Derek Lovley - Protein Nanowires for Sensing, Energy Harvesting & Wiring Cells to Electronics HD

Distinguished microbiology professor Derek Lovely of UMass Amherst discusses Protein Nanowires or e-PNs and their wide range of potential uses. Electrically conductive protein nanowires (e-PNs) are a revolutionary class of sustainable electronic materials. Native microbial e-PNs evolved for interspecies cell-to-cell electronic communication, but they can be mass-produced with low energy inputs from renewable feedstocks for diverse electronic applications. e-PNs show exceptional promise for sensing and novel forms of energy generation due to their unprecedented small diameters, biocompatibility, biostability and tunability. A broad range of different functionalities can readily be introduced into e-PNs with simple genetic manipulation of the structure of the monomer that assembles into the wires. e-PNs are remarkably robust. They function in water over a wiide range of pH and are amenable to standard processing procedures (heat, organic solvents) for the fabrication of nanowire devices. Examples of e-PNs designed for sensing specific substances of biomedical and environmental relevance are described and strategies for sustainable, renewable energy harvesting with e-PN devices are discussed.

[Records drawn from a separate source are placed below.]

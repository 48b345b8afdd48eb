//! Client configuration loaded from environment variables.
//!
//! Follows 12-factor style: all settings come from environment variables
//! or a `.env` file (loaded via `dotenvy` from the config directory and
//! from the working directory). Values that still hold a `your_...`
//! placeholder from the example file are treated as unset.

use std::path::PathBuf;

use crate::domain::{CustomerId, Secret};
use crate::error::AdsError;

/// Default Ads API version segment.
pub const DEFAULT_API_VERSION: &str = "v19";
/// Ads API host.
pub const DEFAULT_API_HOST: &str = "https://googleads.googleapis.com";
/// OAuth2 consent page.
pub const DEFAULT_AUTH_URL: &str = "https://accounts.google.com/o/oauth2/auth";
/// OAuth2 token endpoint.
pub const DEFAULT_TOKEN_URL: &str = "https://oauth2.googleapis.com/token";
/// Scope required by the Ads API.
pub const ADWORDS_SCOPE: &str = "https://www.googleapis.com/auth/adwords";

/// Top-level client configuration.
///
/// Loaded once at startup via [`AdsConfig::from_env`].
#[derive(Debug, Clone)]
pub struct AdsConfig {
    /// OAuth client id (`GOOGLE_ADS_CLIENT_ID`).
    pub client_id: Option<String>,

    /// OAuth client secret (`GOOGLE_ADS_CLIENT_SECRET`).
    pub client_secret: Option<Secret>,

    /// Developer token (`GOOGLE_ADS_DEVELOPER_TOKEN`).
    pub developer_token: Option<Secret>,

    /// Manager account for delegated access (`GOOGLE_ADS_LOGIN_CUSTOMER_ID`).
    pub login_customer_id: Option<CustomerId>,

    /// Base URL including the version segment, e.g.
    /// `https://googleads.googleapis.com/v19`.
    pub api_base_url: String,

    /// OAuth2 consent page URL (`GOOGLE_ADS_AUTH_URL`).
    pub auth_url: String,

    /// OAuth2 token endpoint URL (`GOOGLE_ADS_TOKEN_URL`).
    pub token_url: String,

    /// Directory holding `.env` and the credential file.
    pub config_dir: PathBuf,

    /// Directory receiving result artifacts.
    pub results_dir: PathBuf,

    /// Per-request network timeout in seconds.
    pub request_timeout_secs: u64,

    /// Port for the OAuth loopback listener (0 = pick a free one).
    pub callback_port: u16,

    /// Seconds to wait for the browser redirect before giving up.
    pub callback_timeout_secs: u64,
}

impl AdsConfig {
    /// Loads configuration from the process environment, after
    /// [`load_env_files`].
    ///
    /// # Errors
    ///
    /// Returns [`AdsError::Config`] if `GOOGLE_ADS_LOGIN_CUSTOMER_ID` is set
    /// but is not a valid customer id.
    pub fn from_env() -> Result<Self, AdsError> {
        load_env_files();
        Self::from_lookup(|key| std::env::var(key).ok())
    }

    /// Builds the configuration from an arbitrary key lookup.
    ///
    /// # Errors
    ///
    /// Returns [`AdsError::Config`] on a malformed login customer id.
    pub fn from_lookup(lookup: impl Fn(&str) -> Option<String>) -> Result<Self, AdsError> {
        let get = |key: &str| lookup(key).and_then(non_placeholder);

        let login_customer_id = get("GOOGLE_ADS_LOGIN_CUSTOMER_ID")
            .map(|raw| {
                CustomerId::parse(&raw)
                    .map_err(|e| AdsError::Config(format!("GOOGLE_ADS_LOGIN_CUSTOMER_ID: {e}")))
            })
            .transpose()?;

        let api_version =
            get("GOOGLE_ADS_API_VERSION").unwrap_or_else(|| DEFAULT_API_VERSION.to_string());
        let api_base_url = get("GOOGLE_ADS_API_BASE_URL")
            .unwrap_or_else(|| format!("{DEFAULT_API_HOST}/{api_version}"))
            .trim_end_matches('/')
            .to_string();

        Ok(Self {
            client_id: get("GOOGLE_ADS_CLIENT_ID"),
            client_secret: get("GOOGLE_ADS_CLIENT_SECRET").map(Secret::from),
            developer_token: get("GOOGLE_ADS_DEVELOPER_TOKEN").map(Secret::from),
            login_customer_id,
            api_base_url,
            auth_url: get("GOOGLE_ADS_AUTH_URL").unwrap_or_else(|| DEFAULT_AUTH_URL.to_string()),
            token_url: get("GOOGLE_ADS_TOKEN_URL")
                .unwrap_or_else(|| DEFAULT_TOKEN_URL.to_string()),
            config_dir: get("GOOGLE_ADS_CONFIG_DIR")
                .map_or_else(|| PathBuf::from("config"), PathBuf::from),
            results_dir: get("GOOGLE_ADS_RESULTS_DIR")
                .map_or_else(|| PathBuf::from("google_ads_results"), PathBuf::from),
            request_timeout_secs: parse_value(get("GOOGLE_ADS_REQUEST_TIMEOUT_SECS"), 30),
            callback_port: parse_value(get("GOOGLE_ADS_CALLBACK_PORT"), 0),
            callback_timeout_secs: parse_value(get("GOOGLE_ADS_CALLBACK_TIMEOUT_SECS"), 300),
        })
    }

    /// Path of the persisted credential record.
    #[must_use]
    pub fn token_path(&self) -> PathBuf {
        self.config_dir.join("google_ads_token.json")
    }

    /// Returns the OAuth client id and secret.
    ///
    /// # Errors
    ///
    /// Returns [`AdsError::Config`] naming whichever variable is missing.
    pub fn require_client(&self) -> Result<(String, Secret), AdsError> {
        match (&self.client_id, &self.client_secret) {
            (Some(id), Some(secret)) => Ok((id.clone(), secret.clone())),
            _ => Err(AdsError::Config(
                "GOOGLE_ADS_CLIENT_ID and GOOGLE_ADS_CLIENT_SECRET must be set".to_string(),
            )),
        }
    }

    /// Returns the developer token.
    ///
    /// # Errors
    ///
    /// Returns [`AdsError::Config`] if `GOOGLE_ADS_DEVELOPER_TOKEN` is unset.
    pub fn require_developer_token(&self) -> Result<Secret, AdsError> {
        self.developer_token
            .clone()
            .ok_or_else(|| AdsError::Config("GOOGLE_ADS_DEVELOPER_TOKEN must be set".to_string()))
    }

    /// Names of required variables that are unset, for `doctor`.
    #[must_use]
    pub fn missing_required(&self) -> Vec<&'static str> {
        let mut missing = Vec::new();
        if self.client_id.is_none() {
            missing.push("GOOGLE_ADS_CLIENT_ID");
        }
        if self.client_secret.is_none() {
            missing.push("GOOGLE_ADS_CLIENT_SECRET");
        }
        if self.developer_token.is_none() {
            missing.push("GOOGLE_ADS_DEVELOPER_TOKEN");
        }
        missing
    }
}

/// Loads `<config_dir>/.env` first, then `./.env`. Variables already set
/// in the environment win over both files, so calling this twice is
/// harmless.
pub fn load_env_files() {
    let config_dir = std::env::var("GOOGLE_ADS_CONFIG_DIR")
        .map(PathBuf::from)
        .unwrap_or_else(|_| PathBuf::from("config"));
    let env_file = config_dir.join(".env");
    if env_file.exists() {
        if let Err(e) = dotenvy::from_path(&env_file) {
            tracing::warn!(path = %env_file.display(), error = %e, "could not load env file");
        }
    }
    dotenvy::dotenv().ok();
}

/// Drops empty values and `your_...` placeholders.
fn non_placeholder(value: String) -> Option<String> {
    let trimmed = value.trim();
    if trimmed.is_empty() || trimmed.starts_with("your_") {
        None
    } else {
        Some(trimmed.to_string())
    }
}

/// Parses an optional raw value as `T`, returning `default` on missing or
/// invalid values.
fn parse_value<T: std::str::FromStr>(raw: Option<String>, default: T) -> T {
    raw.and_then(|v| v.parse().ok()).unwrap_or(default)
}
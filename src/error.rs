//! Error taxonomy with exit code mapping.
//!
//! [`AdsError`] is the central error type of the crate. Each variant maps
//! to a stable process exit code and a remediation hint that the CLI prints
//! under the error message.

/// Crate-wide error enum.
///
/// # Exit Codes
///
/// | Code | Category                                  |
/// |------|-------------------------------------------|
/// | 2    | Invalid input (bad customer id, format)   |
/// | 3    | Configuration missing or invalid          |
/// | 10   | Interactive authorization failed          |
/// | 11   | Refresh token rejected                    |
/// | 12   | Credential store unreadable / unwritable  |
/// | 20   | Query rejected by the endpoint            |
/// | 21   | Transient network or server failure       |
/// | 30   | Not enough data for recommendations       |
/// | 40   | Result artifacts could not be written     |
#[derive(Debug, thiserror::Error)]
pub enum AdsError {
    /// The interactive authorization-code grant failed.
    #[error("authorization failed: {0}")]
    AuthSetup(String),

    /// The stored refresh token was rejected (revoked or invalid).
    #[error("refresh token rejected: {0}")]
    TokenExpired(String),

    /// The endpoint rejected the request as malformed or unauthorized.
    #[error("query rejected ({status}): {message}")]
    Query {
        /// HTTP status returned by the endpoint.
        status: u16,
        /// The endpoint's own error message.
        message: String,
    },

    /// Network or server failure after the retry budget was exhausted.
    #[error("transient failure after {attempts} attempt(s): {message}")]
    Transient {
        /// Number of attempts made before giving up.
        attempts: u32,
        /// Description of the last failure.
        message: String,
    },

    /// The rows do not contain the metric fields needed for analysis.
    #[error("insufficient data for analysis: {0}")]
    Analysis(String),

    /// Required configuration is missing or malformed.
    #[error("configuration error: {0}")]
    Config(String),

    /// User-supplied input could not be accepted.
    #[error("invalid input: {0}")]
    InvalidInput(String),

    /// The credential file could not be read or written.
    #[error("credential store error: {0}")]
    CredentialStore(String),

    /// Result artifacts could not be written.
    #[error("persistence error: {0}")]
    Persistence(String),
}

impl AdsError {
    /// Returns the process exit code for this variant.
    #[must_use]
    pub const fn exit_code(&self) -> i32 {
        match self {
            Self::InvalidInput(_) => 2,
            Self::Config(_) => 3,
            Self::AuthSetup(_) => 10,
            Self::TokenExpired(_) => 11,
            Self::CredentialStore(_) => 12,
            Self::Query { .. } => 20,
            Self::Transient { .. } => 21,
            Self::Analysis(_) => 30,
            Self::Persistence(_) => 40,
        }
    }

    /// Returns a short hint telling the user how to recover.
    #[must_use]
    pub const fn remediation(&self) -> &'static str {
        match self {
            Self::InvalidInput(_) => "Check the command arguments (see --help).",
            Self::Config(_) => {
                "Set GOOGLE_ADS_CLIENT_ID, GOOGLE_ADS_CLIENT_SECRET and \
                 GOOGLE_ADS_DEVELOPER_TOKEN in the environment or in config/.env."
            }
            Self::AuthSetup(_) => {
                "Verify the OAuth client id/secret and run `adsctl authorize` again; \
                 authorization codes are single-use and expire quickly."
            }
            Self::TokenExpired(_) => {
                "The refresh token is no longer valid. Run `adsctl authorize` to re-authorize."
            }
            Self::CredentialStore(_) => {
                "Check permissions on the config directory, or run `adsctl authorize`."
            }
            Self::Query { .. } => "Fix the query or account id; the request was not retried.",
            Self::Transient { .. } => "The API is unavailable or throttling. Retry later.",
            Self::Analysis(_) => {
                "Select metrics.clicks, metrics.impressions, metrics.cost_micros and \
                 metrics.conversions (or metrics.roas / metrics.ctr) in the query."
            }
            Self::Persistence(_) => "Check that the results directory is writable.",
        }
    }

    /// Whether the error should be reported as a warning rather than a
    /// failure of the whole run.
    #[must_use]
    pub const fn is_warning(&self) -> bool {
        matches!(self, Self::Analysis(_))
    }
}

Derek Lovely is a distinguished professor of microbiology at the University of Massachusetts and a strategic scientist at the Wuhan University of Technology. His current bioelectronics research focuses on cell-to-cell electrical communication in microbial communities; elucidating the diversity structure and function of electrically conductive protein nanowires in the microbial world; and the design of synthetic protein nanowires for sensor and energy harvesting applications.